Os nikto eram uma espécie humanoide reptiliana, conhecidos por serem hostis. Pelas suas características brutais trabalhavam para poderosos clãs de criminosos que dominavam o submundo dos sistemas da Orla Exterior. Nunca tiveram nenhuma delegação no Senado Imperial e ele pensou que não podia apelar a algum benefício político que lhes tivesse feito para se livrar daquela situação perigosa e também embaraçosa. De qualquer modo, Heskey não esperava entregar-se facilmente, nem demonstrar como estava assustado.

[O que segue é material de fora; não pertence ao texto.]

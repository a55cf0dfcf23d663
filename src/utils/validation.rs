use validator::ValidationError;

use crate::models::problem::{Difficulty, ProblemType};

pub fn validate_difficulty(value: &str) -> Result<(), ValidationError> {
    Difficulty::parse(value)
        .map(|_| ())
        .ok_or_else(|| ValidationError::new("invalid_difficulty"))
}

pub fn validate_problem_type(value: &str) -> Result<(), ValidationError> {
    ProblemType::parse(value)
        .map(|_| ())
        .ok_or_else(|| ValidationError::new("invalid_problem_type"))
}

pub fn validate_not_blank(value: &str) -> Result<(), ValidationError> {
    if value.trim().is_empty() {
        return Err(ValidationError::new("blank"));
    }
    Ok(())
}

pub fn validate_one_of(value: &str, allowed: &[&str], code: &'static str) -> Result<(), ValidationError> {
    if allowed.iter().any(|a| a.eq_ignore_ascii_case(value)) {
        Ok(())
    } else {
        Err(ValidationError::new(code))
    }
}

#[cfg(test)]
mod tests {
    use super::*;

    #[test]
    fn difficulty_is_case_insensitive() {
        assert!(validate_difficulty("easy").is_ok());
        assert!(validate_difficulty("Hard").is_ok());
        assert!(validate_difficulty("extreme").is_err());
    }

    #[test]
    fn blank_strings_are_rejected() {
        assert!(validate_not_blank("   ").is_err());
        assert!(validate_not_blank("x").is_ok());
    }
}
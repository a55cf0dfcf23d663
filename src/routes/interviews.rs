use axum::{
    extract::{Path, State},
    http::StatusCode,
    response::{IntoResponse, Json},
    Extension,
};
use uuid::Uuid;
use validator::Validate;

use crate::{
    dto::interview_dto::{CandidateList, CreateInterviewPayload, InterviewList, UpdateInterviewPayload},
    error::Result,
    models::user::AuthUser,
    AppState,
};

#[axum::debug_handler]
pub async fn list_interviews(
    State(state): State<AppState>,
    Extension(user): Extension<AuthUser>,
) -> Result<impl IntoResponse> {
    let interviews = state.interview_service.list(&user).await?;
    Ok(Json(InterviewList { interviews }))
}

#[axum::debug_handler]
pub async fn create_interview(
    State(state): State<AppState>,
    Extension(user): Extension<AuthUser>,
    Json(payload): Json<CreateInterviewPayload>,
) -> Result<impl IntoResponse> {
    user.require_recruiter()?;
    payload.validate()?;
    let interview = state.interview_service.create(payload, &user).await?;
    Ok((StatusCode::CREATED, Json(interview)))
}

#[axum::debug_handler]
pub async fn update_interview(
    State(state): State<AppState>,
    Extension(user): Extension<AuthUser>,
    Path(id): Path<Uuid>,
    Json(payload): Json<UpdateInterviewPayload>,
) -> Result<impl IntoResponse> {
    user.require_recruiter()?;
    payload.validate()?;
    let interview = state.interview_service.update(id, payload, &user).await?;
    Ok(Json(interview))
}

#[axum::debug_handler]
pub async fn delete_interview(
    State(state): State<AppState>,
    Extension(user): Extension<AuthUser>,
    Path(id): Path<Uuid>,
) -> Result<impl IntoResponse> {
    user.require_recruiter()?;
    state.interview_service.delete(id, &user).await?;
    Ok(StatusCode::NO_CONTENT)
}

/// Interviewees a recruiter can schedule with.
#[axum::debug_handler]
pub async fn schedulable_candidates(State(state): State<AppState>) -> Result<impl IntoResponse> {
    let candidates = state.interview_service.candidates().await?;
    Ok(Json(CandidateList { candidates }))
}
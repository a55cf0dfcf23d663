use chrono::{DateTime, Utc};
use serde::{Deserialize, Serialize};
use serde_json::Value as JsonValue;
use sqlx::FromRow;
use uuid::Uuid;

#[derive(Debug, Clone, Serialize, Deserialize, FromRow)]
pub struct Draft {
    pub user_id: Uuid,
    pub problem_id: Uuid,
    pub kind: String,
    pub payload: JsonValue,
    pub updated_at: DateTime<Utc>,
}

#[derive(Debug, Clone, Copy, PartialEq, Eq, Serialize, Deserialize)]
#[serde(rename_all = "snake_case")]
pub enum DraftKind {
    #[serde(alias = "code")]
    Coding,
    #[serde(alias = "short-answer", alias = "sa")]
    ShortAnswer,
}

impl DraftKind {
    pub fn as_str(&self) -> &'static str {
        match self {
            DraftKind::Coding => "coding",
            DraftKind::ShortAnswer => "short_answer",
        }
    }
}

impl Default for DraftKind {
    fn default() -> Self {
        DraftKind::Coding
    }
}
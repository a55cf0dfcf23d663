use axum::{
    extract::{Path, State},
    http::StatusCode,
    response::{IntoResponse, Json},
    Extension,
};
use uuid::Uuid;
use validator::Validate;

use crate::{
    dto::feedback_dto::{CreateFeedbackPayload, FeedbackList, UpdateFeedbackPayload},
    error::Result,
    models::user::AuthUser,
    AppState,
};

#[axum::debug_handler]
pub async fn create_feedback(
    State(state): State<AppState>,
    Extension(user): Extension<AuthUser>,
    Json(payload): Json<CreateFeedbackPayload>,
) -> Result<impl IntoResponse> {
    user.require_interviewee()?;
    payload.validate()?;
    let feedback = state.feedback_service.create(payload, &user).await?;
    Ok((StatusCode::CREATED, Json(feedback)))
}

#[axum::debug_handler]
pub async fn list_feedback(
    State(state): State<AppState>,
    Extension(user): Extension<AuthUser>,
) -> Result<impl IntoResponse> {
    let feedback = state.feedback_service.list(&user).await?;
    Ok(Json(FeedbackList { feedback }))
}

#[axum::debug_handler]
pub async fn feedback_stats(State(state): State<AppState>) -> Result<impl IntoResponse> {
    let stats = state.feedback_service.stats(state.clock.now()).await?;
    Ok(Json(stats))
}

#[axum::debug_handler]
pub async fn update_feedback(
    State(state): State<AppState>,
    Path(id): Path<Uuid>,
    Json(payload): Json<UpdateFeedbackPayload>,
) -> Result<impl IntoResponse> {
    payload.validate()?;
    let feedback = state.feedback_service.update(id, payload).await?;
    Ok(Json(feedback))
}
use chrono::{DateTime, NaiveDate, NaiveDateTime, Utc};
use rust_decimal::prelude::{FromPrimitive, ToPrimitive};
use rust_decimal::Decimal;
use serde::{Deserialize, Serialize};
use serde_json::Value as JsonValue;
use sqlx::FromRow;
use uuid::Uuid;
use validator::Validate;

use crate::error::{Error, Result};
use crate::models::assessment::{Assessment, AssessmentAttempt};
use crate::models::question::{number_questions, Question};

pub const ASSESSMENT_STATUSES: &[&str] = &["draft", "active"];

fn validate_assessment_status(value: &str) -> std::result::Result<(), validator::ValidationError> {
    crate::utils::validation::validate_one_of(value, ASSESSMENT_STATUSES, "invalid_status")
}

#[derive(Debug, Clone, Deserialize, Validate)]
pub struct AssessmentPayload {
    #[validate(length(min = 1, max = 255))]
    pub title: String,
    pub description: Option<String>,
    #[serde(rename = "type", alias = "assessment_type")]
    pub assessment_type: Option<String>,
    pub difficulty: Option<String>,
    #[validate(range(min = 1, max = 600))]
    pub duration: Option<i32>,
    #[validate(range(min = 0.0, max = 100.0))]
    pub passing_score: Option<f64>,
    pub instructions: Option<String>,
    #[serde(default)]
    pub tags: Vec<String>,
    #[validate(custom(function = "validate_assessment_status"))]
    pub status: Option<String>,
    /// RFC 3339, `YYYY-MM-DDTHH:MM`, `YYYY-MM-DD` or empty.
    pub deadline: Option<String>,
    #[serde(default)]
    pub questions: Vec<Question>,
    pub category_id: Option<Uuid>,
}

impl AssessmentPayload {
    pub fn status_or_default(&self) -> String {
        self.status
            .as_deref()
            .map(|s| s.to_ascii_lowercase())
            .unwrap_or_else(|| "draft".to_string())
    }

    pub fn passing_score_decimal(&self) -> Decimal {
        self.passing_score
            .and_then(Decimal::from_f64)
            .map(|d| d.round_dp(2))
            .unwrap_or_else(|| Decimal::from(70))
    }

    pub fn deadline_at(&self) -> Result<Option<DateTime<Utc>>> {
        parse_deadline(self.deadline.as_deref())
    }

    /// Numbered and checked questions. Publishing needs at least one.
    pub fn checked_questions(&self) -> Result<Vec<Question>> {
        let mut questions = self.questions.clone();
        number_questions(&mut questions);
        for q in &questions {
            q.check().map_err(Error::BadRequest)?;
        }
        if self.status_or_default() == "active" && questions.is_empty() {
            return Err(Error::BadRequest(
                "An assessment needs at least one question before it can be published".into(),
            ));
        }
        Ok(questions)
    }
}

pub fn parse_deadline(raw: Option<&str>) -> Result<Option<DateTime<Utc>>> {
    let Some(raw) = raw.map(str::trim).filter(|s| !s.is_empty()) else {
        return Ok(None);
    };
    if let Ok(ts) = DateTime::parse_from_rfc3339(raw) {
        return Ok(Some(ts.with_timezone(&Utc)));
    }
    if let Ok(ts) = NaiveDateTime::parse_from_str(raw, "%Y-%m-%dT%H:%M") {
        return Ok(Some(ts.and_utc()));
    }
    if let Some(end_of_day) = NaiveDate::parse_from_str(raw, "%Y-%m-%d")
        .ok()
        .and_then(|d| d.and_hms_opt(23, 59, 59))
    {
        return Ok(Some(end_of_day.and_utc()));
    }
    Err(Error::BadRequest(format!("Invalid deadline '{}'", raw)))
}

pub fn decimal_to_f64(value: Decimal) -> f64 {
    value.to_f64().unwrap_or(0.0)
}

#[derive(Debug, Clone, Serialize)]
pub struct AssessmentResponse {
    pub id: Uuid,
    pub assessment_id: Uuid,
    pub recruiter_id: Uuid,
    pub category_id: Option<Uuid>,
    pub title: String,
    pub description: Option<String>,
    #[serde(rename = "type")]
    pub assessment_type: String,
    pub difficulty: Option<String>,
    pub duration: i32,
    pub passing_score: f64,
    pub instructions: Option<String>,
    pub tags: Vec<String>,
    pub status: String,
    pub deadline: Option<DateTime<Utc>>,
    pub questions: JsonValue,
    pub question_count: usize,
    pub candidates: i64,
    pub created_at: DateTime<Utc>,
    pub updated_at: DateTime<Utc>,
}

impl AssessmentResponse {
    pub fn new(assessment: Assessment, candidates: i64) -> Self {
        let question_count = assessment.questions.as_array().map(Vec::len).unwrap_or(0);
        Self {
            id: assessment.id,
            assessment_id: assessment.id,
            recruiter_id: assessment.recruiter_id,
            category_id: assessment.category_id,
            title: assessment.title,
            description: assessment.description,
            assessment_type: assessment.assessment_type,
            difficulty: assessment.difficulty,
            duration: assessment.duration,
            passing_score: decimal_to_f64(assessment.passing_score),
            instructions: assessment.instructions,
            tags: assessment.tags,
            status: assessment.status,
            deadline: assessment.deadline,
            questions: assessment.questions,
            question_count,
            candidates,
            created_at: assessment.created_at,
            updated_at: assessment.updated_at,
        }
    }
}

/// One candidate row on the results page.
#[derive(Debug, Clone, Serialize, FromRow)]
pub struct ResultRow {
    pub attempt_id: Uuid,
    pub candidate_id: Uuid,
    pub candidate_name: String,
    pub email: String,
    pub avatar: Option<String>,
    pub status: String,
    pub started_at: DateTime<Utc>,
    pub completed_at: Option<DateTime<Utc>>,
    pub time_spent: i64,
    pub review_id: Option<Uuid>,
    pub review_status: Option<String>,
    #[serde(serialize_with = "serialize_opt_decimal")]
    pub score: Option<Decimal>,
    pub passed: Option<bool>,
    pub results_released: Option<bool>,
}

fn serialize_opt_decimal<S>(value: &Option<Decimal>, serializer: S) -> std::result::Result<S::Ok, S::Error>
where
    S: serde::Serializer,
{
    match value {
        Some(v) => serializer.serialize_some(&decimal_to_f64(*v)),
        None => serializer.serialize_none(),
    }
}

#[derive(Debug, Clone, Deserialize)]
#[serde(untagged)]
pub enum OneOrMany {
    One(String),
    Many(Vec<String>),
}

impl OneOrMany {
    /// Trimmed, lowercased, deduplicated addresses.
    pub fn addresses(&self) -> Vec<String> {
        let raw: Vec<&str> = match self {
            OneOrMany::One(s) => s.split([',', ';', '\n']).collect(),
            OneOrMany::Many(v) => v.iter().map(String::as_str).collect(),
        };
        let mut out: Vec<String> = Vec::new();
        for addr in raw {
            let addr = addr.trim().to_lowercase();
            if !addr.is_empty() && !out.contains(&addr) {
                out.push(addr);
            }
        }
        out
    }
}

#[derive(Debug, Clone, Deserialize, Validate)]
pub struct SendInvitePayload {
    pub email: OneOrMany,
    pub assessment_id: Uuid,
    #[validate(length(max = 5000))]
    pub message: Option<String>,
    #[validate(length(max = 255))]
    pub subject: Option<String>,
}

#[derive(Debug, Clone, Default, Serialize)]
pub struct InviteReport {
    pub invited: Vec<String>,
    pub already_invited: Vec<String>,
    pub unknown_emails: Vec<String>,
    pub invalid_emails: Vec<String>,
}

#[derive(Debug, Clone, Serialize, FromRow)]
pub struct InvitationView {
    pub id: Uuid,
    pub assessment_id: Uuid,
    pub assessment_title: String,
    pub assessment_duration: i32,
    pub interviewee_id: Uuid,
    pub interviewee_name: String,
    pub interviewee_email: String,
    pub company_name: Option<String>,
    pub status: String,
    pub message: Option<String>,
    pub invited_at: DateTime<Utc>,
    pub expires_at: Option<DateTime<Utc>>,
}

#[derive(Debug, Clone, Deserialize)]
pub struct InvitationQuery {
    pub invitation: Option<Uuid>,
}

#[derive(Debug, Clone, Deserialize, Validate)]
pub struct SaveAnswerPayload {
    #[validate(range(min = 1))]
    pub question_id: i32,
    #[serde(default)]
    pub answer: JsonValue,
    #[validate(range(min = 0))]
    pub next_question: Option<i32>,
}

#[derive(Debug, Clone, Serialize)]
pub struct AttemptView {
    pub id: Uuid,
    pub attempt_id: Uuid,
    pub assessment_id: Uuid,
    pub answers: JsonValue,
    pub current_question: i32,
    pub status: String,
    pub started_at: DateTime<Utc>,
    pub submitted_at: Option<DateTime<Utc>>,
    /// Seconds.
    pub time_remaining: i64,
}

impl AttemptView {
    pub fn new(attempt: AssessmentAttempt, time_remaining: i64) -> Self {
        Self {
            id: attempt.id,
            attempt_id: attempt.id,
            assessment_id: attempt.assessment_id,
            answers: attempt.answers,
            current_question: attempt.current_question,
            status: attempt.status,
            started_at: attempt.started_at,
            submitted_at: attempt.submitted_at,
            time_remaining,
        }
    }
}

#[derive(Debug, Clone, Serialize)]
pub struct SubmitAssessmentResponse {
    pub attempt_id: Uuid,
    pub review_id: Uuid,
    pub status: String,
    pub auto_score: f64,
    pub needs_review: bool,
}

/// One row of a candidate's results page.
#[derive(Debug, Clone, Serialize, FromRow)]
pub struct AttemptSummaryRow {
    pub attempt_id: Uuid,
    pub assessment_id: Uuid,
    pub assessment_title: String,
    pub status: String,
    pub started_at: DateTime<Utc>,
    pub completed_at: Option<DateTime<Utc>>,
    pub time_spent: i64,
    pub has_review: bool,
    pub review_status: Option<String>,
    pub results_released: bool,
    #[serde(serialize_with = "serialize_opt_decimal")]
    pub score: Option<Decimal>,
    #[serde(serialize_with = "serialize_opt_decimal")]
    pub final_score: Option<Decimal>,
    pub passed: Option<bool>,
}

impl AttemptSummaryRow {
    /// Scores stay hidden until the recruiter releases them.
    pub fn redact_unreleased(mut self) -> Self {
        if !self.results_released {
            self.score = None;
            self.final_score = None;
            self.passed = None;
        }
        self
    }
}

Atrás dos nikto apareceu uma mulher pálida, com longas pernas magras desnudas, os braços de pele leitosa à mostra. Usava um vestido curto, que pela forma como se moveu indicava ser de malha metálica e cobria o torso com uma armadura de cobre. No cinto prendia um chicote enrolado e numa bainha guardava um punhal do qual ele só entrevia o cabo. Usava os cabelos, de um tom escuro de ruivo, apanhados numa trança longa que se enrolava, como um cachecol, no pescoço esguio. Calçava botas altas, protegia os pulsos com largas pulseiras de couro de bantha. Os olhos ígneos, tão alaranjados como fogo selvagem, fixaram-se nele. Os lábios eram descorados e perdiam-se na lividez da face, abaixo de um nariz que era um pequeno botão arrebitado. Era bonita, de uma beleza requintada. Uma princesa. Reconheceu o povo dela. Eram os kodadde, oriundos de um sistema da Orla Média e esses tiveram delegação no Senado Imperial.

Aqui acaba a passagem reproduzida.